Entscheidend ist Ihre Reaktion am Beginn der Abwärtsspirale. Denn das Fatale ist: Sind die ersten Löcher in die Personaldecke gerissen, treten drei negative Effekte auf:
  • Umsatzausfälle, erhöhte Kosten für Temporärkräfte.
  • Höhere Belastung und Schwächung der Teams, schlechte Stimmung.
  • Die Notwendigkeit, auch schlechter geeignete Bewerbungen zu akzeptieren.
Kommt Ihnen das bekannt vor? All diese Effekte wurden in den letzten Monaten gleich reihenweise in grossen Gesundheits-Institutionen sichtbar und spürbar.
Je früher und je entschlossener diese Abwärtsspirale gestoppt wird, desto geringer ist der erforderliche Mitteleinsatz, also die Kostenbelastung.
«Trommeln Sie nicht nur auf Social Media. Optimieren Sie den gesamten Personalzyklus.»

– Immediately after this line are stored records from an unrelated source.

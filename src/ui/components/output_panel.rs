//! Output panel component
//!
//! Renders one of four views inside the output box:
//! - Loading skeleton while a request is in flight
//! - Error banner after a failure
//! - Revealed response text
//! - Typed placeholder when nothing else is shown

use crate::ui::components::skeleton::Skeleton;
use crate::ui::state::OutputView;
use crate::ui::theme::Theme;
use egui::{RichText, ScrollArea, Ui};

/// Accessibility label of the loading skeleton
pub const LOADING_LABEL: &str = "Loading response";

/// Minimum height of the output box
const MIN_HEIGHT: f32 = 160.0;

/// Output box for the current submission
pub struct OutputPanel<'a> {
    view: OutputView<'a>,
    theme: &'a Theme,
}

impl<'a> OutputPanel<'a> {
    pub fn new(view: OutputView<'a>, theme: &'a Theme) -> Self {
        Self { view, theme }
    }

    pub fn show(&self, ui: &mut Ui) {
        egui::Frame::none()
            .fill(self.theme.bg_output)
            .rounding(self.theme.card_rounding)
            .inner_margin(self.theme.spacing)
            .show(ui, |ui| {
                ui.set_min_height(MIN_HEIGHT);
                ui.set_min_width(ui.available_width());

                match self.view {
                    OutputView::Loading => {
                        let response = Skeleton::new(self.theme).show(ui);
                        response.widget_info(|| {
                            egui::WidgetInfo::labeled(egui::WidgetType::Label, true, LOADING_LABEL)
                        });
                    }
                    OutputView::Error(message) => self.show_error(ui, message),
                    OutputView::Output(text) => self.show_output(ui, text),
                    OutputView::Placeholder(line) => {
                        let response = ui.label(
                            RichText::new(line)
                                .color(self.theme.text_muted)
                                .italics(),
                        );
                        response.widget_info(|| {
                            egui::WidgetInfo::labeled(
                                egui::WidgetType::Label,
                                true,
                                format!("Placeholder: {}", line),
                            )
                        });
                    }
                }
            });
    }

    fn show_error(&self, ui: &mut Ui, message: &str) {
        egui::Frame::none()
            .fill(self.theme.error.gamma_multiply(0.15))
            .stroke(egui::Stroke::new(1.0, self.theme.error))
            .rounding(self.theme.button_rounding)
            .inner_margin(self.theme.spacing_sm)
            .show(ui, |ui| {
                ui.set_min_width(ui.available_width());
                let response = ui.label(RichText::new(message).color(self.theme.error).strong());
                response.widget_info(|| {
                    egui::WidgetInfo::labeled(
                        egui::WidgetType::Label,
                        true,
                        format!("Error message: {}", message),
                    )
                });
            });
    }

    fn show_output(&self, ui: &mut Ui, text: &str) {
        ScrollArea::vertical()
            .id_salt("response_output")
            .auto_shrink([false, true])
            .stick_to_bottom(true)
            .show(ui, |ui| {
                let response = ui.label(RichText::new(text).color(self.theme.text_primary));
                response.widget_info(|| {
                    egui::WidgetInfo::labeled(
                        egui::WidgetType::Label,
                        true,
                        format!("Response output: {}", text),
                    )
                });
            });
    }
}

Wichtig dabei: Die Spitäler, Kliniken und Heime sind dieser Entwicklung nicht ausgeliefert. Um das Arbeitsvolumen relevant zu erhöhen, lassen sich viele Register ziehen: bessere Konversionsquoten im Recruiting, schnellere Personalprozesse, geringerer Krankenstand, höhere (nicht tiefere!) durchschnittliche Wochenarbeitszeit, Flexibilisierung der Arbeitszeitmodelle, späterer Pensionseintritt, früherer Berufseintritt, verlustfreies Onboarding, strategisches Offboarding.
All das kann mit konkreten Massnahmen unterlegt werden. Von der Politik. Aber auch von jedem Unternehmen.
Die drei wichtigsten Schritte sind:
1. Eine Personalstrategie entwickeln. Klare Ziele mit effektiven und effizienten Massnahmen.
2. Den gesamten Personalzyklus optimieren. Nicht nur auf Social Media trommeln.
3. Alle Angestellten als Akteure einbinden. Die Bereitschaft ist höher als Sie denken.
Kurz: Es braucht Total Recruiting. «Total Recruiting» nennen wir unseren neuen strategischer Ansatz, der die Wucht des Personalproblems ernst nimmt. Angelehnt an das Total Quality Management, welches 1951 zum ersten Mal in Japan erfolgreich angewandt wurde, wird der gesamte Personalzyklus laufend optimiert und die ganze Organisation in die Lösung des Personalproblems eingebunden.
Was bedeutet das konkreter? Einmal kurz aus dem Hamsterrad heraustreten. Den oft vorhandenen «Flickenteppich» an Massnahmen anschauen und ergänzen. Dem Ganzen eine strategische Leitidee und Vision geben. Herausarbeiten, wo Sie gezielt im Personalbereich investieren sollten. Damit Ihre Einrichtung die nächsten Jahre unbeschadet übersteht.